(Brief): When a line in the entries below contains the word "beacon", copy that line.

--- Material provided Enclosed Below ---

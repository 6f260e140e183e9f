//! Writing a generated bundle to disk
//!
//! This is the only place files are created. Tunnel configs hold private
//! keys and are written owner-only; setup scripts are owner-executable.

use std::collections::HashSet;
use std::fmt::Write as _;
use std::fs::OpenOptions;
use std::io::Write as _;
use std::path::{Path, PathBuf};

use serde::Serialize;
use tracing::{info, warn};

use crate::error::Result;
use crate::topology::{Bundle, TopologyKind};

/// Name of the deployment notes written next to the artifacts
pub const README_FILE: &str = "README.txt";

/// Public description of one generated peer (no secrets)
#[derive(Debug, Clone, Serialize)]
pub struct PeerSummary {
    pub name: String,
    pub public_key: String,
    pub tunnel_address: String,
    #[serde(skip_serializing_if = "Option::is_none")]
    pub endpoint: Option<String>,
    pub interface: String,
    pub preshared_key: bool,
    pub config_file: String,
    pub setup_file: String,
}

/// Public description of a whole run
#[derive(Debug, Clone, Serialize)]
pub struct Manifest {
    pub topology: TopologyKind,
    pub peers: Vec<PeerSummary>,
}

impl Manifest {
    pub fn from_bundle(bundle: &Bundle) -> Self {
        let peers = bundle
            .peers
            .iter()
            .map(|p| PeerSummary {
                name: p.config.name.clone(),
                public_key: p.config.keypair.public_key_base64(),
                tunnel_address: p.config.tunnel_cidr().to_string(),
                endpoint: p.config.endpoint_address(),
                interface: p.config.interface.clone(),
                preshared_key: p.config.preshared_key.is_some(),
                config_file: p.config.config_file_name(),
                setup_file: p.config.setup_file_name(),
            })
            .collect();
        Self {
            topology: bundle.kind,
            peers,
        }
    }

    pub fn to_json(&self) -> Result<String> {
        Ok(serde_json::to_string_pretty(self)?)
    }
}

/// Deployment notes for a bundle
pub fn render_readme(bundle: &Bundle) -> String {
    let mut out = String::new();
    let _ = writeln!(out, "WireGuard {} configuration", bundle.kind);
    let _ = writeln!(out);
    match bundle.kind {
        TopologyKind::SiteToSite => {
            let _ = writeln!(out, "Copy each pair of files to its gateway.");
            let _ = writeln!(
                out,
                "Both gateways must accept UDP on their listen port and forward IPv4."
            );
        }
        TopologyKind::ClientToSite => {
            let _ = writeln!(out, "Copy the site files to the server and one pair to each client.");
            let _ = writeln!(out, "The site must accept UDP on its listen port and forward IPv4.");
        }
        TopologyKind::ClientToClient => {
            let _ = writeln!(out, "Copy each pair of files to its host.");
            let _ = writeln!(out, "At least one host must be reachable on its listen port.");
        }
    }
    let _ = writeln!(out, "Run the setup script as root from the directory holding the .conf file.");
    let _ = writeln!(out);
    for peer in &bundle.peers {
        let _ = writeln!(
            out,
            "{:<16} {} + {}  ({})",
            peer.name(),
            peer.config.config_file_name(),
            peer.config.setup_file_name(),
            peer.config.tunnel_cidr()
        );
    }
    let _ = writeln!(out);
    let _ = writeln!(out, "The .conf files contain private keys. Do not share them.");
    out
}

/// Write every artifact of `bundle` plus the README into `dir`.
///
/// Returns the paths written, in order.
pub fn write_bundle(bundle: &Bundle, dir: &Path) -> Result<Vec<PathBuf>> {
    std::fs::create_dir_all(dir)?;

    let mut written = Vec::new();
    for peer in &bundle.peers {
        let conf = dir.join(peer.config.config_file_name());
        write_file(&conf, &peer.tunnel_config, 0o600)?;
        written.push(conf);

        let setup = dir.join(peer.config.setup_file_name());
        write_file(&setup, &peer.setup_script, 0o700)?;
        written.push(setup);
    }

    let readme = dir.join(README_FILE);
    write_file(&readme, &render_readme(bundle), 0o644)?;
    written.push(readme);

    info!(
        "Wrote {} files for {} peers to {:?}",
        written.len(),
        bundle.peers.len(),
        dir
    );
    for stale in stale_files(&written, dir)? {
        warn!("{:?} is not part of this run and was left untouched", stale);
    }
    Ok(written)
}

/// Configs and setup scripts in `dir` that `written` does not account for,
/// typically left by an earlier run with other peer names
pub fn stale_files(written: &[PathBuf], dir: &Path) -> Result<Vec<PathBuf>> {
    let current: HashSet<&Path> = written.iter().map(PathBuf::as_path).collect();
    let mut stale = Vec::new();
    for entry in std::fs::read_dir(dir)? {
        let path = entry?.path();
        let name = match path.file_name().and_then(|n| n.to_str()) {
            Some(name) => name,
            None => continue,
        };
        let artifact =
            name.ends_with(".conf") || (name.starts_with("setup_") && name.ends_with(".sh"));
        if artifact && !current.contains(path.as_path()) {
            stale.push(path);
        }
    }
    stale.sort();
    Ok(stale)
}

/// Create or truncate `path` with `mode` already applied, so key material
/// is never readable at a looser mode
fn write_file(path: &Path, contents: &str, mode: u32) -> Result<()> {
    let mut options = OpenOptions::new();
    options.write(true).create(true).truncate(true);
    #[cfg(unix)]
    {
        use std::os::unix::fs::OpenOptionsExt;
        options.mode(mode);
    }
    let mut file = options.open(path)?;

    // An existing file keeps its old mode through open()
    #[cfg(unix)]
    {
        use std::os::unix::fs::PermissionsExt;
        file.set_permissions(std::fs::Permissions::from_mode(mode))?;
    }
    #[cfg(not(unix))]
    let _ = mode;

    file.write_all(contents.as_bytes())?;
    tracing::debug!("Wrote {:?}", path);
    Ok(())
}
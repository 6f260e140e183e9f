//! IPv4 address parsing and network-address arithmetic

use std::net::Ipv4Addr;

use ipnet::Ipv4Net;

use crate::error::{Error, Result};
use crate::net::Netmask;

/// Parse a dotted-quad IPv4 address.
///
/// Exactly four octets of one to three digits each. Leading zeros are
/// accepted ("010" is 10), trailing dots and fifth octets are not.
pub fn parse_ipv4(text: &str) -> Result<Ipv4Addr> {
    let invalid = || Error::InvalidIpv4(text.to_string());

    let mut octets = [0u8; 4];
    let mut count = 0;
    for part in text.split('.') {
        if count == 4 || part.is_empty() || part.len() > 3 {
            return Err(invalid());
        }
        if !part.bytes().all(|b| b.is_ascii_digit()) {
            return Err(invalid());
        }
        let value: u16 = part.parse().map_err(|_| invalid())?;
        octets[count] = u8::try_from(value).map_err(|_| invalid())?;
        count += 1;
    }
    if count != 4 {
        return Err(invalid());
    }
    Ok(Ipv4Addr::from(octets))
}

/// Compute the network address of `ip` under `mask` (octet-wise AND)
pub fn network_address(ip: &str, mask: &Netmask) -> Result<String> {
    let addr = parse_ipv4(ip)?;
    Ok(mask.network_of(addr).to_string())
}

/// `ip` reduced to its network boundary under `mask`
pub fn network_cidr(ip: Ipv4Addr, mask: &Netmask) -> Result<Ipv4Net> {
    Ok(Ipv4Net::new(ip, mask.prefix())?.trunc())
}

/// `ip` with `mask`'s prefix, host bits kept (an interface address)
pub fn interface_cidr(ip: Ipv4Addr, mask: &Netmask) -> Result<Ipv4Net> {
    Ok(Ipv4Net::new(ip, mask.prefix())?)
}

/// Host route for `ip`
pub fn host_cidr(ip: Ipv4Addr) -> Result<Ipv4Net> {
    Ok(Ipv4Net::new(ip, 32)?)
}
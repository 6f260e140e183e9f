//! IPv4 netmask and address handling

pub mod address;
pub mod netmask;

pub use address::{host_cidr, interface_cidr, network_address, network_cidr, parse_ipv4};
pub use netmask::Netmask;
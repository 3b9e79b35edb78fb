use std::sync::atomic::{AtomicU64, Ordering};
use std::sync::mpsc::{self, SyncSender, TrySendError};
use std::sync::Arc;

use crate::analytics::PageView;
use crate::api::{ApiError, InvitationBackend};
use crate::models::rsvp::ReactionForm;

/// A side effect nobody waits for.
#[derive(Debug, Clone, PartialEq)]
pub enum Notification {
    PageView(PageView),
    Reaction {
        profile_id: String,
        event_id: String,
        form: ReactionForm,
    },
}

impl Notification {
    fn label(&self) -> &'static str {
        match self {
            Notification::PageView(_) => "page view",
            Notification::Reaction { .. } => "reaction",
        }
    }
}

pub trait NotificationSink: Send + Sync {
    fn deliver(&self, notification: &Notification) -> Result<(), ApiError>;
}

impl<T: InvitationBackend + ?Sized> NotificationSink for T {
    fn deliver(&self, notification: &Notification) -> Result<(), ApiError> {
        match notification {
            Notification::PageView(view) => self.track_view(view),
            Notification::Reaction {
                profile_id,
                event_id,
                form,
            } => self.send_reaction(profile_id, event_id, form),
        }
    }
}

/// Fire-and-forget delivery on a worker thread. `enqueue` never blocks and
/// never fails; a full queue drops the notification.
pub struct Notifier {
    tx: SyncSender<Notification>,
    dropped: Arc<AtomicU64>,
}

impl Notifier {
    pub fn start<S>(sink: Arc<S>, capacity: usize) -> Self
    where
        S: NotificationSink + ?Sized + 'static,
    {
        let (tx, rx) = mpsc::sync_channel::<Notification>(capacity.max(1));

        let spawned = std::thread::Builder::new()
            .name("vivah-notifier".into())
            .spawn(move || {
                for notification in rx {
                    if let Err(e) = sink.deliver(&notification) {
                        log::debug!("[notifier] {} not delivered: {}", notification.label(), e);
                    }
                }
                log::debug!("[notifier] Queue closed, worker exiting");
            });

        if let Err(e) = spawned {
            // The receiver is gone with the closure; every enqueue becomes a no-op.
            log::error!("[notifier] Could not start worker thread: {}", e);
        }

        Notifier {
            tx,
            dropped: Arc::new(AtomicU64::new(0)),
        }
    }

    pub fn enqueue(&self, notification: Notification) {
        match self.tx.try_send(notification) {
            Ok(()) => {}
            Err(TrySendError::Full(n)) => {
                self.dropped.fetch_add(1, Ordering::Relaxed);
                log::debug!("[notifier] Queue full, dropping {}", n.label());
            }
            Err(TrySendError::Disconnected(n)) => {
                self.dropped.fetch_add(1, Ordering::Relaxed);
                log::debug!("[notifier] Worker gone, dropping {}", n.label());
            }
        }
    }

    /// Notifications dropped so far.
    pub fn dropped(&self) -> u64 {
        self.dropped.load(Ordering::Relaxed)
    }
}

#[cfg(test)]
mod tests {
    use super::*;
    use std::sync::mpsc::Receiver;
    use std::sync::Mutex;
    use std::time::Duration;

    struct ChannelSink {
        seen: Mutex<mpsc::Sender<Notification>>,
        fail: bool,
    }

    impl NotificationSink for ChannelSink {
        fn deliver(&self, notification: &Notification) -> Result<(), ApiError> {
            let _ = self.seen.lock().unwrap().send(notification.clone());
            if self.fail {
                Err(ApiError::Unexpected("offline".into()))
            } else {
                Ok(())
            }
        }
    }

    fn sink(fail: bool) -> (Arc<ChannelSink>, Receiver<Notification>) {
        let (tx, rx) = mpsc::channel();
        (
            Arc::new(ChannelSink {
                seen: Mutex::new(tx),
                fail,
            }),
            rx,
        )
    }

    fn reaction(emoji: &str) -> Notification {
        Notification::Reaction {
            profile_id: "p1".into(),
            event_id: "e1".into(),
            form: ReactionForm { emoji: emoji.into() },
        }
    }

    #[test]
    fn test_delivers_in_order() {
        let (sink, rx) = sink(false);
        let notifier = Notifier::start(sink, 8);
        notifier.enqueue(reaction("🎉"));
        notifier.enqueue(reaction("🙏"));

        let first = rx.recv_timeout(Duration::from_secs(2)).unwrap();
        let second = rx.recv_timeout(Duration::from_secs(2)).unwrap();
        assert_eq!(first, reaction("🎉"));
        assert_eq!(second, reaction("🙏"));
    }

    #[test]
    fn test_delivery_failure_is_swallowed() {
        let (sink, rx) = sink(true);
        let notifier = Notifier::start(sink, 8);
        notifier.enqueue(reaction("❤️"));
        notifier.enqueue(reaction("👏"));
        // The worker keeps going after the first failure.
        assert!(rx.recv_timeout(Duration::from_secs(2)).is_ok());
        assert!(rx.recv_timeout(Duration::from_secs(2)).is_ok());
    }
}
use rocket::request::{FromRequest, Outcome, Request};
use serde::Serialize;
use sha2::{Digest, Sha256};

use crate::features::FeatureFlags;

/// What we know about the guest making a request. Never fails; missing
/// headers are simply absent.
#[derive(Debug, Clone, Default)]
pub struct VisitorInfo {
    pub path: String,
    pub ip_hash: String,
    pub user_agent: Option<String>,
    pub referrer: Option<String>,
}

#[rocket::async_trait]
impl<'r> FromRequest<'r> for VisitorInfo {
    type Error = ();

    async fn from_request(request: &'r Request<'_>) -> Outcome<Self, Self::Error> {
        let ip = request
            .client_ip()
            .map(|ip| ip.to_string())
            .unwrap_or_else(|| "unknown".to_string());

        Outcome::Success(VisitorInfo {
            path: request.uri().path().to_string(),
            ip_hash: hash_ip(&ip),
            user_agent: request.headers().get_one("User-Agent").map(|s| s.to_string()),
            referrer: request.headers().get_one("Referer").map(extract_domain),
        })
    }
}

/// The view beacon sent to the profile API.
#[derive(Debug, Clone, PartialEq, Serialize)]
pub struct PageView {
    pub profile_id: String,
    pub path: String,
    pub lang: String,
    pub ip_hash: String,
    #[serde(skip_serializing_if = "Option::is_none")]
    pub device: Option<String>,
    #[serde(skip_serializing_if = "Option::is_none")]
    pub browser: Option<String>,
    #[serde(skip_serializing_if = "Option::is_none")]
    pub referrer: Option<String>,
}

/// Build the beacon this plan is entitled to, if any. Basic analytics records
/// the view; advanced adds device, browser and referrer.
pub fn page_view(
    profile_id: &str,
    lang: &str,
    visitor: &VisitorInfo,
    flags: &FeatureFlags,
) -> Option<PageView> {
    if !flags.analytics_basic {
        return None;
    }

    let mut view = PageView {
        profile_id: profile_id.to_string(),
        path: visitor.path.clone(),
        lang: lang.to_string(),
        ip_hash: visitor.ip_hash.clone(),
        device: None,
        browser: None,
        referrer: None,
    };

    if flags.analytics_advanced {
        let (device, browser) = parse_user_agent(visitor.user_agent.as_deref().unwrap_or(""));
        view.device = Some(device.to_string());
        view.browser = Some(browser.to_string());
        view.referrer = visitor.referrer.clone();
    }

    Some(view)
}

pub fn hash_ip(ip: &str) -> String {
    let mut hasher = Sha256::new();
    hasher.update(ip.as_bytes());
    hex::encode(hasher.finalize())
}

fn extract_domain(url: &str) -> String {
    url::Url::parse(url)
        .ok()
        .and_then(|u| u.host_str().map(|h| h.to_string()))
        .unwrap_or_else(|| url.to_string())
}

fn parse_user_agent(ua: &str) -> (&str, &str) {
    let device = if ua.contains("iPad") || ua.contains("Tablet") {
        "tablet"
    } else if ua.contains("Mobile") || ua.contains("Android") {
        "mobile"
    } else {
        "desktop"
    };

    let browser = if ua.contains("Firefox") {
        "Firefox"
    } else if ua.contains("Edg/") {
        "Edge"
    } else if ua.contains("OPR") || ua.contains("Opera") {
        "Opera"
    } else if ua.contains("Chrome") {
        "Chrome"
    } else if ua.contains("Safari") {
        "Safari"
    } else {
        "Other"
    };

    (device, browser)
}
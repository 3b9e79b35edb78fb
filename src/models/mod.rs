pub mod event;
pub mod media;
pub mod plan;
pub mod profile;
pub mod rsvp;

use serde::Serialize;

/// A local validation failure, reported inline next to the offending field.
#[derive(Debug, Clone, PartialEq, Eq, Serialize)]
pub struct FieldError {
    pub field: String,
    pub message: String,
}

impl FieldError {
    pub fn new(field: impl Into<String>, message: impl Into<String>) -> Self {
        FieldError {
            field: field.into(),
            message: message.into(),
        }
    }
}

/// Character count (not bytes), so Devanagari and Telugu names are measured fairly.
pub(crate) fn char_len(s: &str) -> usize {
    s.chars().count()
}
fn build_wishes_form(t: &Translator, profile_id: &str) -> String {
    format!(
        r#"<section class="wishes">
    <h2>{title}</h2>
    <form class="guest-form" data-endpoint="/i/{id}/wishes" data-kind="wishes">
        <input name="guest_name" placeholder="{name}" maxlength="60" required>
        <textarea name="message" maxlength="300" placeholder="{message}" required></textarea>
        <button type="submit">{submit}</button>
        <p class="form-status" role="status"></p>
    </form>
</section>
"#,
        title = html_escape(&t.text_or("wishes", "title", "Send your blessings")),
        id = urlencoding_simple(profile_id),
        name = html_escape(&t.text_or("wishes", "name", "Your name")),
        message = html_escape(&t.text_or("wishes", "message", "Your wishes")),
        submit = html_escape(&t.text_or("wishes", "submit", "Send wishes")),
    )
}

fn format_date(date: NaiveDate) -> String {
    date.format("%A, %-d %B %Y").to_string()
}

fn format_time(time: NaiveTime) -> String {
    time.format("%-I:%M %p").to_string()
}

fn urlencoding_simple(s: &str) -> String {
    let mut result = String::with_capacity(s.len() * 2);
    for b in s.bytes() {
        match b {
            b'A'..=b'Z' | b'a'..=b'z' | b'0'..=b'9' | b'-' | b'_' | b'.' | b'~' => {
                result.push(b as char);
            }
            _ => {
                result.push_str(&format!("%{:02X}", b));
            }
        }
    }
    result
}

pub fn html_escape(s: &str) -> String {
    s.replace('&', "&amp;")
        .replace('<', "&lt;")
        .replace('>', "&gt;")
        .replace('"', "&quot;")
        .replace('\'', "&#39;")
}
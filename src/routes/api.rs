use rocket::http::Status;
use rocket::serde::json::Json;
use rocket::State;
use serde_json::{json, Value};
use std::str::FromStr;
use std::sync::Arc;

use super::blocking;
use crate::api::InvitationBackend;
use crate::designs::{all_designs, designs_for_event, lord_rule};
use crate::features::compute_feature_flags;
use crate::i18n::SUPPORTED_LANGUAGES;
use crate::models::event::EventType;
use crate::models::plan::PlanTier;
use crate::themes::catalog::themes_for_plan_remote;

fn bad_request(message: String) -> (Status, Json<Value>) {
    (
        Status::BadRequest,
        Json(json!({"success": false, "kind": "invalid_request", "error": message})),
    )
}

// ── Designs ────────────────────────────────────────────

#[get("/designs?<event_type>")]
pub fn designs(event_type: Option<&str>) -> (Status, Json<Value>) {
    match event_type {
        None => (Status::Ok, Json(json!({ "designs": all_designs() }))),
        Some(raw) => match EventType::from_str(raw) {
            Ok(t) => (
                Status::Ok,
                Json(json!({
                    "event_type": t,
                    "lord_rule": lord_rule(t),
                    "lord_policy": lord_rule(t).policy(),
                    "designs": designs_for_event(t),
                })),
            ),
            Err(e) => bad_request(e),
        },
    }
}

// ── Themes ─────────────────────────────────────────────

#[get("/themes?<plan>")]
pub async fn themes(
    plan: Option<&str>,
    backend: &State<Arc<dyn InvitationBackend>>,
) -> (Status, Json<Value>) {
    let plan = match plan.map(PlanTier::from_str).transpose() {
        Ok(p) => p.unwrap_or_default(),
        Err(e) => return bad_request(e),
    };

    let backend = Arc::clone(backend.inner());
    match blocking(move || Ok(themes_for_plan_remote(&*backend, plan))).await {
        Ok((themes, source)) => (
            Status::Ok,
            Json(json!({ "plan": plan, "source": source, "themes": themes })),
        ),
        Err(e) => super::api_error_json(&e),
    }
}

// ── Plans ──────────────────────────────────────────────

#[get("/plans/<plan>/features")]
pub fn plan_features(plan: &str) -> (Status, Json<Value>) {
    match PlanTier::from_str(plan) {
        Ok(tier) => (
            Status::Ok,
            Json(json!({ "plan": tier, "features": compute_feature_flags(tier) })),
        ),
        Err(e) => bad_request(e),
    }
}

// ── Languages ──────────────────────────────────────────

#[get("/languages")]
pub fn languages() -> Json<Value> {
    Json(json!({ "languages": SUPPORTED_LANGUAGES }))
}

pub fn routes() -> Vec<rocket::Route> {
    routes![designs, themes, plan_features, languages]
}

--- End of Enclosed Material provided ---

(Exercise response):
/// The view beacon sent to the profile API.
/// Build the beacon this plan is entitled to, if any. Basic analytics records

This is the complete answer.